Характерологические особенности личности в контексте музыкальной деятельности. Коррекция индивидуально-характерологического комплекса учащегося-музыканта в процессе обучения
Применительно к области искусства типология персонально-личностных различий предстает как типология творческих манер, индивидуальных стилей, художественных обликов и т.д. Глубокий интерес к этой проблематике проявлял К.С. Станиславский. Называя эмоции, волю и разум "двигателями нашей духовной жизни", Станиславский указывал, что "...они едины в трех лицах, они неразъединимы, они участвуют совместно в той или иной мере почти в каждом действии", и добавлял: "...в одних случаях - эмоция (чувство) является коневодом, запевалой, а остальные ему едва слышно вторят; в других случаях - ум, в третьих - воля являются инициаторами творчества и первенствуют"1.
Нетрудно заметить, что К.С. Станиславский со своих позиций теоретика искусства и художника-практика заочно солидаризируется и с А.Ф. Лазурским, и с другими представителями психологической науки.

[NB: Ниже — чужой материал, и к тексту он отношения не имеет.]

//! Callback and dialog URL construction

use axum::http::{header::HOST, HeaderMap, Uri};
use url::Url;

use crate::error::MailruAuthError;

const FORWARDED_PROTO: &str = "x-forwarded-proto";
const FORWARDED_HOST: &str = "x-forwarded-host";

/// Public tunnel domains that always terminate TLS
const TUNNEL_SUFFIXES: [&str; 3] = [".ngrok.io", ".ngrok.app", ".ngrok-free.app"];

/// Whether `host` belongs to a public HTTPS tunnel
///
/// Tunnels forward plain HTTP to the app while the provider talks HTTPS to
/// the tunnel, so callbacks on these hosts must be built with `https`.
/// A trailing `:port` is ignored.
#[must_use]
pub fn is_tunnel_host(host: &str) -> bool {
    let name = host.rsplit_once(':').map_or(host, |(name, port)| {
        if port.chars().all(|c| c.is_ascii_digit()) {
            name
        } else {
            host
        }
    });
    let name = name.to_ascii_lowercase();
    TUNNEL_SUFFIXES.iter().any(|suffix| name.ends_with(suffix))
}

/// Scheme and host the current request was made to
#[derive(Debug, Clone, PartialEq, Eq)]
pub struct RequestOrigin {
    /// `http` or `https`
    pub scheme: String,
    /// Host, including the port if one was given
    pub host: String,
}

impl RequestOrigin {
    /// Create an origin from its parts
    pub fn new(scheme: impl Into<String>, host: impl Into<String>) -> Self {
        Self {
            scheme: scheme.into(),
            host: host.into(),
        }
    }

    /// Determine the origin of an incoming request
    ///
    /// With `trust_proxy`, `X-Forwarded-Proto` and `X-Forwarded-Host` win over
    /// the connection's own values. Otherwise the `Host` header (or the URI
    /// authority for HTTP/2) is used and the scheme defaults to `http`.
    #[must_use]
    pub fn from_request(headers: &HeaderMap, uri: &Uri, trust_proxy: bool) -> Self {
        let forwarded = |name: &str| {
            headers
                .get(name)
                .and_then(|v| v.to_str().ok())
                .and_then(|v| v.split(',').next())
                .map(str::trim)
                .filter(|v| !v.is_empty())
                .map(str::to_string)
        };

        let scheme = trust_proxy
            .then(|| forwarded(FORWARDED_PROTO))
            .flatten()
            .or_else(|| uri.scheme_str().map(str::to_string))
            .unwrap_or_else(|| "http".to_string());

        let host = trust_proxy
            .then(|| forwarded(FORWARDED_HOST))
            .flatten()
            .or_else(|| {
                headers
                    .get(HOST)
                    .and_then(|v| v.to_str().ok())
                    .map(str::to_string)
            })
            .or_else(|| uri.authority().map(ToString::to_string))
            .unwrap_or_default();

        Self { scheme, host }
    }

    /// Absolute callback URL for `redirect_path` on this origin
    ///
    /// Tunnel hosts are forced to `https`.
    #[must_use]
    pub fn callback_url(&self, redirect_path: &str) -> String {
        let scheme = if is_tunnel_host(&self.host) {
            "https"
        } else {
            self.scheme.as_str()
        };
        format!("{scheme}://{}{redirect_path}", self.host)
    }
}

/// Build the provider authorization dialog URL
///
/// Parameters are appended in a fixed order: `client_id`, `response_type`,
/// `redirect_uri`, `scope` (only when set) and `state`.
///
/// `state` travels as its own dialog parameter, and the provider echoes it
/// back as the `state` query parameter of the callback. `redirect_uri` stays
/// bare so the token exchange can send the identical value.
///
/// # Errors
///
/// Returns [`MailruAuthError::Config`] if `authorize_url` is not a valid URL
pub fn dialog_url(
    authorize_url: &str,
    client_id: &str,
    redirect_uri: &str,
    scope: Option<&str>,
    state: &str,
) -> Result<String, MailruAuthError> {
    let mut url = Url::parse(authorize_url)
        .map_err(|e| MailruAuthError::Config(format!("invalid authorize url: {e}")))?;

    {
        let mut query = url.query_pairs_mut();
        query
            .append_pair("client_id", client_id)
            .append_pair("response_type", "code")
            .append_pair("redirect_uri", redirect_uri);
        if let Some(scope) = scope {
            query.append_pair("scope", scope);
        }
        query.append_pair("state", state);
    }

    Ok(url.into())
}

Как и они, Станиславский видел основные слагаемые "номенклатуры типажей" в эмоциях, "рацио"; и воле, не переставая повторять в то же время, что приоритет одного из "членов душевного триумвирата" в человеческой деятельности не меняет факта, что и "остальные два двигателя нашей духовной жизни неизбежно принимают то или иное участие в той или иной мере, в тех или иных комбинациях"2.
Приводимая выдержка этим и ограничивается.